Segment Open
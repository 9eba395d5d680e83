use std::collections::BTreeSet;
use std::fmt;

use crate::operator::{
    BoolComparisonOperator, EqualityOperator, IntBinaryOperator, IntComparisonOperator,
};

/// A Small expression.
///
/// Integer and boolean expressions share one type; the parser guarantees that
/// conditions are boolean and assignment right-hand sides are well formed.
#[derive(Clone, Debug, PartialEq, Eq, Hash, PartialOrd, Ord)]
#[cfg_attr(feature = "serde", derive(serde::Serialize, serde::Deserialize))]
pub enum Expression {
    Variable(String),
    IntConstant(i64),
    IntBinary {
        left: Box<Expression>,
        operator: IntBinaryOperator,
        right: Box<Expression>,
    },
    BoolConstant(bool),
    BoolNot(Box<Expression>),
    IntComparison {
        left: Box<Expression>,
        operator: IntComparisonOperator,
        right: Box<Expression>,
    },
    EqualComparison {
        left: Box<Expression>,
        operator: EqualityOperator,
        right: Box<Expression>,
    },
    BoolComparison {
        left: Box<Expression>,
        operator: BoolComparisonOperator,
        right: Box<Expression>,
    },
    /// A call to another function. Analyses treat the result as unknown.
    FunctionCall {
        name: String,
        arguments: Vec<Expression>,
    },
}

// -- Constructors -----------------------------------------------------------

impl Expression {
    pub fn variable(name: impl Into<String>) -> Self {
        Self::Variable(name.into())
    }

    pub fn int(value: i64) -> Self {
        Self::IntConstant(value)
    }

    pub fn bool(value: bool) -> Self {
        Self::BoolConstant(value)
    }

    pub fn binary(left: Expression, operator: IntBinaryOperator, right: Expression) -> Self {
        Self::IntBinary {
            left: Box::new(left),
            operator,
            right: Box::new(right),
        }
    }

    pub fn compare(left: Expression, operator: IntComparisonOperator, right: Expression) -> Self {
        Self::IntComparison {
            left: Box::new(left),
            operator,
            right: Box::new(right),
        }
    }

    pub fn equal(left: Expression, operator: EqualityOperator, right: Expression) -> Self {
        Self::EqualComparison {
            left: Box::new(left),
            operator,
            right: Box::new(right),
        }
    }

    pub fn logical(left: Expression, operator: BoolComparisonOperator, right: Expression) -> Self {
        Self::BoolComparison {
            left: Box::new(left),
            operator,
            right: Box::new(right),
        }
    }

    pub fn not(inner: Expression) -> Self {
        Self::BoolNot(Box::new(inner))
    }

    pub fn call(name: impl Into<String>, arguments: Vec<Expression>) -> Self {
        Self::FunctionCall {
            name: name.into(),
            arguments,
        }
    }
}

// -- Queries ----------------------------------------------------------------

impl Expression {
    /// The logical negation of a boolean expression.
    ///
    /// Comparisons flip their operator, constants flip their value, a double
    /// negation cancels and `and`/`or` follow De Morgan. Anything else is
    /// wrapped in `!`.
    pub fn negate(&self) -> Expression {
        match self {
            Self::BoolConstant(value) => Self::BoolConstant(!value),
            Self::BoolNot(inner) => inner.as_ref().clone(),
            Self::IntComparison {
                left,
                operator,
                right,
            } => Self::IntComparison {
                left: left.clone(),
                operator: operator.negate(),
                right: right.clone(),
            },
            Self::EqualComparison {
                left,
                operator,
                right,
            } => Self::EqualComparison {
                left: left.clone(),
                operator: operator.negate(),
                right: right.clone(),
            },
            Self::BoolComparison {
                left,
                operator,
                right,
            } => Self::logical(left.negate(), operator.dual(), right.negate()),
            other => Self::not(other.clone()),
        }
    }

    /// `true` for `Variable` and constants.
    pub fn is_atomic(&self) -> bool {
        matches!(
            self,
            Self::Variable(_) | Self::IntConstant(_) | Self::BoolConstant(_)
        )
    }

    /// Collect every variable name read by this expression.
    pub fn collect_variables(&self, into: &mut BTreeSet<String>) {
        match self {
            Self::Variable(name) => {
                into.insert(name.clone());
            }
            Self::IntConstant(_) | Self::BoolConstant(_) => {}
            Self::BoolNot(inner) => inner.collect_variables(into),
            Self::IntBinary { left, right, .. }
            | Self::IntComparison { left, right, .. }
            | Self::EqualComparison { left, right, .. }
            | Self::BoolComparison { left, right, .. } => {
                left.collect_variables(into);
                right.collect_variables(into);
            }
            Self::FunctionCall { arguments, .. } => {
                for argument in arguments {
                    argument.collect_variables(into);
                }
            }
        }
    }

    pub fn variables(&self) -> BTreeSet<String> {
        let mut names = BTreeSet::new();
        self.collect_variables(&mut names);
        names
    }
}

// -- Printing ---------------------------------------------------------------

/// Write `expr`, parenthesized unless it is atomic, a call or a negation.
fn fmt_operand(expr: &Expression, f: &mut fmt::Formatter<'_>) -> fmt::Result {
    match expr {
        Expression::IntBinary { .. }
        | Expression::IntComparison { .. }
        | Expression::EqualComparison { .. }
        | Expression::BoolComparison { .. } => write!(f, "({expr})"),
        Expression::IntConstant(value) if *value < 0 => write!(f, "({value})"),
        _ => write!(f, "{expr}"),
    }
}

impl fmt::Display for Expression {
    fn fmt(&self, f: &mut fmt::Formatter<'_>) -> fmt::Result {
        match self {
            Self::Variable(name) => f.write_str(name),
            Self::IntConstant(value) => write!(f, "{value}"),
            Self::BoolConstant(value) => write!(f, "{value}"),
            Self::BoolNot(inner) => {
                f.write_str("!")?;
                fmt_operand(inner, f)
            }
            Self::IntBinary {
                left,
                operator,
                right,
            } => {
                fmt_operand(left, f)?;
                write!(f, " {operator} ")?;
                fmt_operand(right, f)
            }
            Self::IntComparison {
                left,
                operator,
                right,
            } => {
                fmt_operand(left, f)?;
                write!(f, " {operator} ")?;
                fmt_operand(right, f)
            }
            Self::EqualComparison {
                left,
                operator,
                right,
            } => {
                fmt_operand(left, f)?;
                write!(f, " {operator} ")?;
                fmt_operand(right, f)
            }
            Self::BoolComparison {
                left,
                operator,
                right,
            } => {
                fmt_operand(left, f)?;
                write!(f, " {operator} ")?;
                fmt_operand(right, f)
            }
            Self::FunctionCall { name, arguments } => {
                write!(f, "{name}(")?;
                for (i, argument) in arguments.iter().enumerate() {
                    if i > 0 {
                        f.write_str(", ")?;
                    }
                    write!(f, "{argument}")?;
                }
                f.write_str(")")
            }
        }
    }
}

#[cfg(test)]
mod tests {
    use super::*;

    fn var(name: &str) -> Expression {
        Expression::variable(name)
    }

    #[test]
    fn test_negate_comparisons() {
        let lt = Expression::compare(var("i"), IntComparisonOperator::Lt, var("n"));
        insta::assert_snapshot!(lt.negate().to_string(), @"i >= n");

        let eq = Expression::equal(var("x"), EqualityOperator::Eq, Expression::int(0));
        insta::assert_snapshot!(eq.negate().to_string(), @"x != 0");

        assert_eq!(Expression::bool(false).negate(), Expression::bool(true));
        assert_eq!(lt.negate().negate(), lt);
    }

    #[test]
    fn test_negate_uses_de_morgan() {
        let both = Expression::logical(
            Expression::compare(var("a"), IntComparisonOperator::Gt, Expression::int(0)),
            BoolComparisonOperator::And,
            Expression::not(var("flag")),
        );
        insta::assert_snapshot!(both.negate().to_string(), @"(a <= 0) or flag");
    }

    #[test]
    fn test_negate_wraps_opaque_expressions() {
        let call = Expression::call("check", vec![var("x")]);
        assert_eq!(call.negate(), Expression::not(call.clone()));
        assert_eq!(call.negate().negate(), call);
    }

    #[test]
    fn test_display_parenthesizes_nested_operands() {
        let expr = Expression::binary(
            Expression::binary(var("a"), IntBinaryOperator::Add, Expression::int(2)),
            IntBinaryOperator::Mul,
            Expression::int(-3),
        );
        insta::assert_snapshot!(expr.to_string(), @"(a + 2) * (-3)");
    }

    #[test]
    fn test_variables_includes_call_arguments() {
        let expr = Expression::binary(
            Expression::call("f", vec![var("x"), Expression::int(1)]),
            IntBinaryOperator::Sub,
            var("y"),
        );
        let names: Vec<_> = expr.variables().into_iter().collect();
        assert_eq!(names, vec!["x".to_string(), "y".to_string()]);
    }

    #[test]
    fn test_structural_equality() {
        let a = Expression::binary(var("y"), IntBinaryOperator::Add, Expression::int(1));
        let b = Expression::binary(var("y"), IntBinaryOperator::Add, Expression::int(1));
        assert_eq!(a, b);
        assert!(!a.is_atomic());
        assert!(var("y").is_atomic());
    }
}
Segment Closed
Segment Open
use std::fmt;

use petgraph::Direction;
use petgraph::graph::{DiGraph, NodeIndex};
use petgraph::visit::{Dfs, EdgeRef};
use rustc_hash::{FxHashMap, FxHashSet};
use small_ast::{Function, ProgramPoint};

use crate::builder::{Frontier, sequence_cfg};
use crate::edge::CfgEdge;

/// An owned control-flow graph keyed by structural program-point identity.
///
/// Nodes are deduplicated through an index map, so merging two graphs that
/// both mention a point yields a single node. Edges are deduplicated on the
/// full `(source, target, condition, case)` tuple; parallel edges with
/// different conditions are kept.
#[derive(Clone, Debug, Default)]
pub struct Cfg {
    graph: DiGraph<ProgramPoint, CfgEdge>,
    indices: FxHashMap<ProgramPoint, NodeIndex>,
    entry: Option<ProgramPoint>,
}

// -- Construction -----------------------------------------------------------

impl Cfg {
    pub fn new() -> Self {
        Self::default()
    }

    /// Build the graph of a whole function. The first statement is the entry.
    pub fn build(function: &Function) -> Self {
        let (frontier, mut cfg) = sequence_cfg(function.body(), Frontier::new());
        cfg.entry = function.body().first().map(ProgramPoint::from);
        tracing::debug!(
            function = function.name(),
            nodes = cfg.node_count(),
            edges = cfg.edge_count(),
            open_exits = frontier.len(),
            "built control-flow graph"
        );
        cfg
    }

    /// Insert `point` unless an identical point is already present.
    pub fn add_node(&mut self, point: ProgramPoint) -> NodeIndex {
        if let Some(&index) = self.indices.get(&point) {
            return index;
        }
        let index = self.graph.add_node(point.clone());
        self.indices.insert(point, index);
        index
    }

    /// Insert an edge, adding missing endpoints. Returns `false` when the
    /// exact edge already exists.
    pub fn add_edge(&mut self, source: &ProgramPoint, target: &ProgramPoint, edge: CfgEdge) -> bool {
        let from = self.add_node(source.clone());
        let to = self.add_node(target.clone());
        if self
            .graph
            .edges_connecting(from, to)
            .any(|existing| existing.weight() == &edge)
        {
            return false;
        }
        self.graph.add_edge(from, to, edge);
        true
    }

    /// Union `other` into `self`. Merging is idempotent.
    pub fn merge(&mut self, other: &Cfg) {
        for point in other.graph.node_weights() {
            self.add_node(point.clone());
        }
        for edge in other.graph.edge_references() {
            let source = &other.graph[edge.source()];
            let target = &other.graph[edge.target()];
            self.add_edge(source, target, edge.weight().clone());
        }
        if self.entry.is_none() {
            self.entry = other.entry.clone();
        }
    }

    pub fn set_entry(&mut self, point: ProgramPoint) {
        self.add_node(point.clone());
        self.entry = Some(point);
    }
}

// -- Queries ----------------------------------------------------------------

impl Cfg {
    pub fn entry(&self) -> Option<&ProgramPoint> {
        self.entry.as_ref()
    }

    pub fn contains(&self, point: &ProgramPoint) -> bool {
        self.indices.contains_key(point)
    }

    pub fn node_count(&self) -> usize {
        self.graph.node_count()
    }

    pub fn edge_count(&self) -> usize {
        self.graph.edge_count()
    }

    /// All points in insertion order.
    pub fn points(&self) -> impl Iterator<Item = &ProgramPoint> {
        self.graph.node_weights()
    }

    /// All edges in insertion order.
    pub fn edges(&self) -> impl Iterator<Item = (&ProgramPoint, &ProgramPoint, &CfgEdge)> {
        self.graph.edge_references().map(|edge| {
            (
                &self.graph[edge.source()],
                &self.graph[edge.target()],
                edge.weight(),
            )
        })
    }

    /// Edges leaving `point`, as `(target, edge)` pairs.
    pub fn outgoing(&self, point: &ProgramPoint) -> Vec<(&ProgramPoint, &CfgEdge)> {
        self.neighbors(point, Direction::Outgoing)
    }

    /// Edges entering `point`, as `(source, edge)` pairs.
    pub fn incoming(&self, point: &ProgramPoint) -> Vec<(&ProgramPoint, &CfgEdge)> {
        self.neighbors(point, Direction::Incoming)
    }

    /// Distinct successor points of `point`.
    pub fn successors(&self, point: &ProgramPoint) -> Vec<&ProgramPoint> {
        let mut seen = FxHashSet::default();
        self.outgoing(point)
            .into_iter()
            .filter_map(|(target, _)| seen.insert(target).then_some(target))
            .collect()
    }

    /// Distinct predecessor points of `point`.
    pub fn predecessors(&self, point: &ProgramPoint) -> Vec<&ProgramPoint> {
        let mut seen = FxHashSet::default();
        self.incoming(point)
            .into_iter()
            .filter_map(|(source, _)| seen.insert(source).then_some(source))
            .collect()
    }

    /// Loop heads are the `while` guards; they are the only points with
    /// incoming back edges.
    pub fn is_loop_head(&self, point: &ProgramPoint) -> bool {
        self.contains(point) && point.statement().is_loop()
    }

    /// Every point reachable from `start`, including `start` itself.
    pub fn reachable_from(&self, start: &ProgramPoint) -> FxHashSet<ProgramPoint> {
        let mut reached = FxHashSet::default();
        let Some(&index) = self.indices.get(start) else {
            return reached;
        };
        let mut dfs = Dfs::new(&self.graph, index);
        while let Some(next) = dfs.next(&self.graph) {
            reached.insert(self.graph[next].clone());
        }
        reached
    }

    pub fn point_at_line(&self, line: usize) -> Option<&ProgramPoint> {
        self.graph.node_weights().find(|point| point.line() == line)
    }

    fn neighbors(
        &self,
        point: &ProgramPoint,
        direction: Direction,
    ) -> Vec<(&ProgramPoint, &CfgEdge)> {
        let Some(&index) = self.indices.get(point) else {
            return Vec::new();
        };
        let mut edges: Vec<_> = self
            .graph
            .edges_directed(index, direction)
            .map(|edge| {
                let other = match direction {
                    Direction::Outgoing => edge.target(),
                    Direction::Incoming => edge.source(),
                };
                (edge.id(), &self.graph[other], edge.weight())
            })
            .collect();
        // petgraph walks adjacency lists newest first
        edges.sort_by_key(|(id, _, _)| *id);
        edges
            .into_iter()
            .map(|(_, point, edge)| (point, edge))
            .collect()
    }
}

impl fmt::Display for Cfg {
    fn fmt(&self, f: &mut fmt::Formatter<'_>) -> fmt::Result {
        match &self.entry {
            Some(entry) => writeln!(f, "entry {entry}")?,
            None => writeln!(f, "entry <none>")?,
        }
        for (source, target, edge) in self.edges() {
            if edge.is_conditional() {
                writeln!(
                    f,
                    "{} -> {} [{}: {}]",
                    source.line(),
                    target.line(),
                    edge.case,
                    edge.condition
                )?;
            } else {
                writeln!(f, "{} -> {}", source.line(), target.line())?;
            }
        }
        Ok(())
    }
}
Segment Closed
Segment Open
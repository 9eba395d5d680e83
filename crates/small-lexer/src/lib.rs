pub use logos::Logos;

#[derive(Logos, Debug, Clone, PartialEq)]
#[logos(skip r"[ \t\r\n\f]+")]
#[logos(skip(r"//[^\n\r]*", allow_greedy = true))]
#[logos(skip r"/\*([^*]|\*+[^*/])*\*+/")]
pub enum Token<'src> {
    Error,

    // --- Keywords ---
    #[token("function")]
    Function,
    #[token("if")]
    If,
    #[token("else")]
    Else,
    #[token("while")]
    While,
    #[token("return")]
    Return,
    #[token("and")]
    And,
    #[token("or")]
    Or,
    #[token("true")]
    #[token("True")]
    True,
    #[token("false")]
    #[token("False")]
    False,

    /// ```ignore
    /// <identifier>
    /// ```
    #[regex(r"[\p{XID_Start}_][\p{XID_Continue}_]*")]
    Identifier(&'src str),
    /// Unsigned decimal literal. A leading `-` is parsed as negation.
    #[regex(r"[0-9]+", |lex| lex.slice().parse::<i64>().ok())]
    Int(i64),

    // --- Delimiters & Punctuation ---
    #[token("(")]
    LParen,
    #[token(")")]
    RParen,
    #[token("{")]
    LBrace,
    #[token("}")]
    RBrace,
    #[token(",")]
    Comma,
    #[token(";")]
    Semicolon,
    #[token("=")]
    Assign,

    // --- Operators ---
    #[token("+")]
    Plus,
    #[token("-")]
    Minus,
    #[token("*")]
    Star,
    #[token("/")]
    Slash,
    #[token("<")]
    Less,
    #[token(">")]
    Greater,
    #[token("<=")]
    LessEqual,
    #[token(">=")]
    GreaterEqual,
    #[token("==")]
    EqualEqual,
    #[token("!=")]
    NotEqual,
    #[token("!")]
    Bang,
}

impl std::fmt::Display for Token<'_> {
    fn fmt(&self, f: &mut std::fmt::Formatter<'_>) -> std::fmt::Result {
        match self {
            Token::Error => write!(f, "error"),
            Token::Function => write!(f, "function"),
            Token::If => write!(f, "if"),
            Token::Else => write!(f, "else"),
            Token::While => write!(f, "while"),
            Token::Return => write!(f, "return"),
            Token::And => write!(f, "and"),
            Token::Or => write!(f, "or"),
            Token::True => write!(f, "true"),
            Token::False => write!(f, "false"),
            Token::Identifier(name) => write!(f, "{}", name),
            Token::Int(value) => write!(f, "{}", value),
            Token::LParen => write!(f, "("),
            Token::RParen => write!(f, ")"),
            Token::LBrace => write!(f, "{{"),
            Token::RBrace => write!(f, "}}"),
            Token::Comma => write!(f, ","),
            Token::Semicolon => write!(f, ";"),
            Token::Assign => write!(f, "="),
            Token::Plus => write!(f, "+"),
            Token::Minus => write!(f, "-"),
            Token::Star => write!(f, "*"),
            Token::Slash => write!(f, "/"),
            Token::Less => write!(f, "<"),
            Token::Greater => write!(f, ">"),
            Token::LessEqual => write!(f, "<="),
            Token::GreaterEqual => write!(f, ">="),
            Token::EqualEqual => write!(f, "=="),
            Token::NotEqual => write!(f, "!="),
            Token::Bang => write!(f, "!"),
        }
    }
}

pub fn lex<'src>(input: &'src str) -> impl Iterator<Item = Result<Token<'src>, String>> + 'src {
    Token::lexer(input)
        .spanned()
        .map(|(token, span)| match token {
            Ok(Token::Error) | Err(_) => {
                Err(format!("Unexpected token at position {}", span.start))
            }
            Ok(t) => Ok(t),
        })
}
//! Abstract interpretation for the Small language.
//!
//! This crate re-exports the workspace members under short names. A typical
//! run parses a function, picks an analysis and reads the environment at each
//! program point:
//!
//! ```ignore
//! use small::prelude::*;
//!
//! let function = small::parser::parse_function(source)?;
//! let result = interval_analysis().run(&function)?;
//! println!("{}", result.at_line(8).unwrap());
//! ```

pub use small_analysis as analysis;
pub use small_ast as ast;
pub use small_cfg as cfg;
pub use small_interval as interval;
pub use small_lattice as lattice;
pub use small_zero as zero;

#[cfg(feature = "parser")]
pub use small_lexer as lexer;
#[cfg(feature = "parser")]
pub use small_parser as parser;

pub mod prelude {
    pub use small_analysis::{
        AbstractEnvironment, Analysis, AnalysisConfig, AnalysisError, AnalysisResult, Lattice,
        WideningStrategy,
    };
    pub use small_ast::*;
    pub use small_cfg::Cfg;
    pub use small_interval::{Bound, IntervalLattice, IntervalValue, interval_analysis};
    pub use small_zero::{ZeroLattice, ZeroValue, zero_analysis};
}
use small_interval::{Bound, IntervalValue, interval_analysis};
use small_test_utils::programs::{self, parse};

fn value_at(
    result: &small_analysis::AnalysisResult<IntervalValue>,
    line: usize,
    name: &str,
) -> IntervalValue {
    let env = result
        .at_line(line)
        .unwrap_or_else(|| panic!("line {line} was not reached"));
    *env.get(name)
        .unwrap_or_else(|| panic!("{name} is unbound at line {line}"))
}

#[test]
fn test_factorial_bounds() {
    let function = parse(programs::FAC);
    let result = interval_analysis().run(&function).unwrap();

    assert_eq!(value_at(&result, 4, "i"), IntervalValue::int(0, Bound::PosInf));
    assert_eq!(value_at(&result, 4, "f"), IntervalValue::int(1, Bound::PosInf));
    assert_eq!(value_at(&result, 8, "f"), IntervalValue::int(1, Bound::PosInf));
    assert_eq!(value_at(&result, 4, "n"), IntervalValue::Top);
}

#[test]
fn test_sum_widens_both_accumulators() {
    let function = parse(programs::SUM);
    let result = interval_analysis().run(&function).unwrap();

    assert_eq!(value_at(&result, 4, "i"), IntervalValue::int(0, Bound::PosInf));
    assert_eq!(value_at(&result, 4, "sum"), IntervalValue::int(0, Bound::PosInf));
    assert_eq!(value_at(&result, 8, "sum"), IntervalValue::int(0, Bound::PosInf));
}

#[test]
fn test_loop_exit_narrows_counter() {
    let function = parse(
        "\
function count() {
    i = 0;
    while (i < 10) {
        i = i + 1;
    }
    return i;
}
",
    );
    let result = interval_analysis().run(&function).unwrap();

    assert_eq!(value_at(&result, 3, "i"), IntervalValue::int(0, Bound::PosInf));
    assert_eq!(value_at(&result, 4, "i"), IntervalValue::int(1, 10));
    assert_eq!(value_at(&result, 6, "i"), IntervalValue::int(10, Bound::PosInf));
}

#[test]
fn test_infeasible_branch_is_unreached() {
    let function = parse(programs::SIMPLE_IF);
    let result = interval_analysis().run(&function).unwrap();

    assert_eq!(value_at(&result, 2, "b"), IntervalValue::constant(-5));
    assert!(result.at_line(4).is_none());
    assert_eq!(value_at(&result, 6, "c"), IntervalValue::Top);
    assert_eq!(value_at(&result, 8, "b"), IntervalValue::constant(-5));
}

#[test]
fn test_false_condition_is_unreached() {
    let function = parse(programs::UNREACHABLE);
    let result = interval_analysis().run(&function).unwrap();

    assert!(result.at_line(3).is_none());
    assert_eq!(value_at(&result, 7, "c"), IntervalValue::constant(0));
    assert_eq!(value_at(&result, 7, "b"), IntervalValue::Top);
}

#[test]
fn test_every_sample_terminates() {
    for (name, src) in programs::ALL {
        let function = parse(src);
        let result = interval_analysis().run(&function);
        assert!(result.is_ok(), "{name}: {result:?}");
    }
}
Segment Closed
▸ **What the task asks**:
Show all lines in the entries above where the word "petgraph" appears.

▸ **Reply**:
use petgraph::Direction;
use petgraph::graph::{DiGraph, NodeIndex};
use petgraph::visit::{Dfs, EdgeRef};
        // petgraph walks adjacency lists newest first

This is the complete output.